Irishman arrested in Zurich after police find 15 kilograms of cocaine in his luggage
He had travelled from Sao Paulo to Zurich and intended to fly on to Dublin via Frankfurt when he was caught
A 33-year-old Irishman has been arrested in Zurich Airport after police discovered 15 kilograms of cocaine in his luggage.
The Irish national had arrived from Sao Paulo on Monday and had intended to continue his journey to Dublin when he was stopped on Tuesday afternoon.
The suspect was arrested and handed over to the public prosecutor, the Zurich cantonal police said on Wednesday.
“A narcotics courier was arrested at Zurich Airport and around 15 kilograms of cocaine were seized,” police said.
“On Tuesday, a 33-year-old Irishman travelled from Sao Paulo to Zurich and intended to fly on to Dublin via Frankfurt.
When checking his luggage, the police seized around 15 kilograms of cocaine.
The man was arrested and, after being questioned by the police, taken to the public prosecutor's office in Winterthur/Unterland.

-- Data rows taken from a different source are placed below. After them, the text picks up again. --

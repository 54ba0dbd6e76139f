//! The scheduling state machine.
//!
//! Every externally driven event enters through one method, mutates the
//! connection set and the wait queue, and returns an [`Action`] describing
//! the side effects to perform. No I/O, timer call or callback happens in
//! here; the executor performs the returned actions after releasing its
//! lock.

use std::fmt;
use std::sync::Arc;
use std::time::Duration;

use tracing::{debug, trace};

use crate::backoff::connection_creation_backoff;
use crate::connection::{Connection, ConnectionId};
use crate::connections::{
    CleanupContext, ConnectionCounts, ConnectionSet, ConnectionUse, FailedConnectionContext,
    IdleConnectionContext,
};
use crate::error::PoolError;
use crate::event_loop::EventLoopHandle;
use crate::queue::RequestQueue;
use crate::request::{PoolRequest, RequestId, Waiter};

/// Pool lifecycle state.
#[derive(Debug, Clone, Copy, PartialEq, Eq)]
enum PoolState {
    Running,
    ShuttingDown { unclean: bool },
    ShutDown,
}

/// Whether an action completes the pool shutdown, and how it went.
#[derive(Debug, Clone, Copy, PartialEq, Eq)]
pub(crate) enum ShutdownNotice {
    No,
    Yes { unclean: bool },
}

/// Side effects to perform on the request side of an event.
pub(crate) enum RequestAction {
    None,
    /// Hand the request to the connection, cancelling its timeout timer
    /// first when it was queued.
    Execute {
        waiter: Waiter,
        connection: Connection,
        cancel_timeout: bool,
    },
    /// Deliver a failure, cancelling the timeout timer first when armed.
    Fail {
        waiter: Waiter,
        error: PoolError,
        cancel_timeout: bool,
    },
    /// Deliver the same failure to every waiter and cancel all their
    /// timeout timers.
    FailAll {
        waiters: Vec<Waiter>,
        error: PoolError,
    },
    /// Arm the request timeout timer and notify the request that it was
    /// queued.
    ScheduleTimeout {
        request: Arc<dyn PoolRequest>,
        event_loop: EventLoopHandle,
    },
    /// Disarm the request timeout timer.
    CancelTimeout { request_id: RequestId },
}

impl fmt::Debug for RequestAction {
    fn fmt(&self, f: &mut fmt::Formatter<'_>) -> fmt::Result {
        match self {
            Self::None => f.write_str("None"),
            Self::Execute {
                waiter,
                connection,
                cancel_timeout,
            } => f
                .debug_struct("Execute")
                .field("request", &waiter.id())
                .field("connection", &connection.id())
                .field("cancel_timeout", cancel_timeout)
                .finish(),
            Self::Fail {
                waiter,
                error,
                cancel_timeout,
            } => f
                .debug_struct("Fail")
                .field("request", &waiter.id())
                .field("error", error)
                .field("cancel_timeout", cancel_timeout)
                .finish(),
            Self::FailAll { waiters, error } => f
                .debug_struct("FailAll")
                .field("requests", &waiters.iter().map(Waiter::id).collect::<Vec<_>>())
                .field("error", error)
                .finish(),
            Self::ScheduleTimeout { request, event_loop } => f
                .debug_struct("ScheduleTimeout")
                .field("request", &request.id())
                .field("event_loop", &event_loop.id())
                .finish(),
            Self::CancelTimeout { request_id } => f
                .debug_struct("CancelTimeout")
                .field("request", request_id)
                .finish(),
        }
    }
}

/// Side effects to perform on the connection side of an event.
#[derive(Debug)]
pub(crate) enum ConnectionAction {
    None,
    /// Start a connection attempt for the reserved id on the loop.
    Create {
        id: ConnectionId,
        event_loop: EventLoopHandle,
    },
    /// Arm the backoff timer for a failed connection attempt.
    ScheduleBackoff {
        id: ConnectionId,
        backoff: Duration,
        event_loop: EventLoopHandle,
    },
    /// Arm the idle timer for a parked connection.
    ScheduleIdleTimeout {
        id: ConnectionId,
        event_loop: EventLoopHandle,
    },
    /// Disarm the idle timer for a connection that got leased.
    CancelIdleTimeout { id: ConnectionId },
    /// Close the connection; notify the delegate if this completed a
    /// shutdown.
    Close {
        connection: Connection,
        shutdown: ShutdownNotice,
    },
    /// Act on the groups collected at shutdown; notify the delegate if the
    /// pool is already fully drained.
    Cleanup {
        context: CleanupContext,
        shutdown: ShutdownNotice,
    },
}

/// The full decision for one event.
#[derive(Debug)]
pub(crate) struct Action {
    pub(crate) request: RequestAction,
    pub(crate) connection: ConnectionAction,
}

impl Action {
    fn none() -> Self {
        Self {
            request: RequestAction::None,
            connection: ConnectionAction::None,
        }
    }

    fn request(request: RequestAction) -> Self {
        Self {
            request,
            connection: ConnectionAction::None,
        }
    }

    fn connection(connection: ConnectionAction) -> Self {
        Self {
            request: RequestAction::None,
            connection,
        }
    }
}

In recent years Brazil's local gangs have emerged as major drug exporters and have been flooding Europe with cocaine.
One veteran customs inspector, Oswaldo Dias, told how in less than a decade, he had watched them rise from domestic street sellers to major international players.
“Europe is the destination par excellence,” Dias, who has retired from Brazil’s Federal Revenue Service, told an interviewer.
Brazil has now become one of the top suppliers of cocaine to Europe, transforming the country’s role in the trans-Atlantic drug trade at a rate that has caught anti-narcotics authorities off-guard.
In one report published previously it revealed how Brazil, long regarded as a cocaine-consuming nation, had turned into a critical launch pad to get it across the Atlantic.
“Local syndicates have infiltrated Brazil’s ports, authorities said, sending record amounts of coke on container ships bound for Europe, where it fetches premium prices,” an article published by Reuters revealed.
Brazilian gangs are now integral players feeding Europe’s cocaine market, valued at more than 9 billion euros ($10.15 billion), according to a Reuters analysis of customs data on cocaine seizures, confidential intelligence reports and research studies on illegal drugs.
According to Laurent Laniel, a senior analyst at the European Monitoring Centre for Drugs and Drug Addiction (EMCDDA), the Lisbon-based EU drugs agency, Brazil has emerged as a major exporter nation for cocaine.
“This is definitely something that is new,” he added.
Across the Brazilian and Peruvian shared border in the remote Amazon, there has been an explosion of cultivation and processing of coca, the plant used to produce cocaine in recent years.
“It’s out of control,” Brazilian Federal Police Officer Antônio Salgado. “You go up in the helicopter and within two minutes you start seeing plantations here, there, everywhere.”
Reuters also reported from Paraguay, whose law enforcement has proven to be no match for Brazilian gangs using the country as a way station to move the product into Brazil.
Every link of this vast supply chain underscored Brazil’s new status as a leading trans-shipment hub for coke to Europe, the world’s second-largest economic bloc.
Belgium in particular has become the top gateway for South American cocaine entering Europe, almost entirely via the port of Antwerp.
In 2019, authorities apprehended a record of nearly 62 tonnes of cocaine at Europe’s second-largest port.
The single-largest share of that - 15.9 tonnes, about a quarter of the total - came from ships arriving from Brazil, official Belgian data shows. In 2015, Belgian customs seized just 293 kilograms (646 pounds) coming in from Brazil.
Five years ago, Brazil did not rank among the major embarkation points for cargo ships caught bringing cocaine into Spain. The top five slots belonged to Colombia, Venezuela, Portugal, Ecuador and Chile, according to data provided to Reuters last year by Spanish customs.
Brazil took the number one spot in 2016 and again in 2018, when law enforcement seized a record 4.3 tonnes from ships arriving from Brazilian ports, figures show.
Brazil was also the top point of origin for cocaine apprehended entering Germany in 2018, with a historic capture of nearly 2.1 tonnes, according to the most recent German customs data.
Europe is “swimming in drugs,” and Brazil plays an increasingly crucial role in getting them there, said Andrew Cunningham, another expert at EMCDDA, the EU drugs agency. “There’s absolutely no doubt about it,” he said.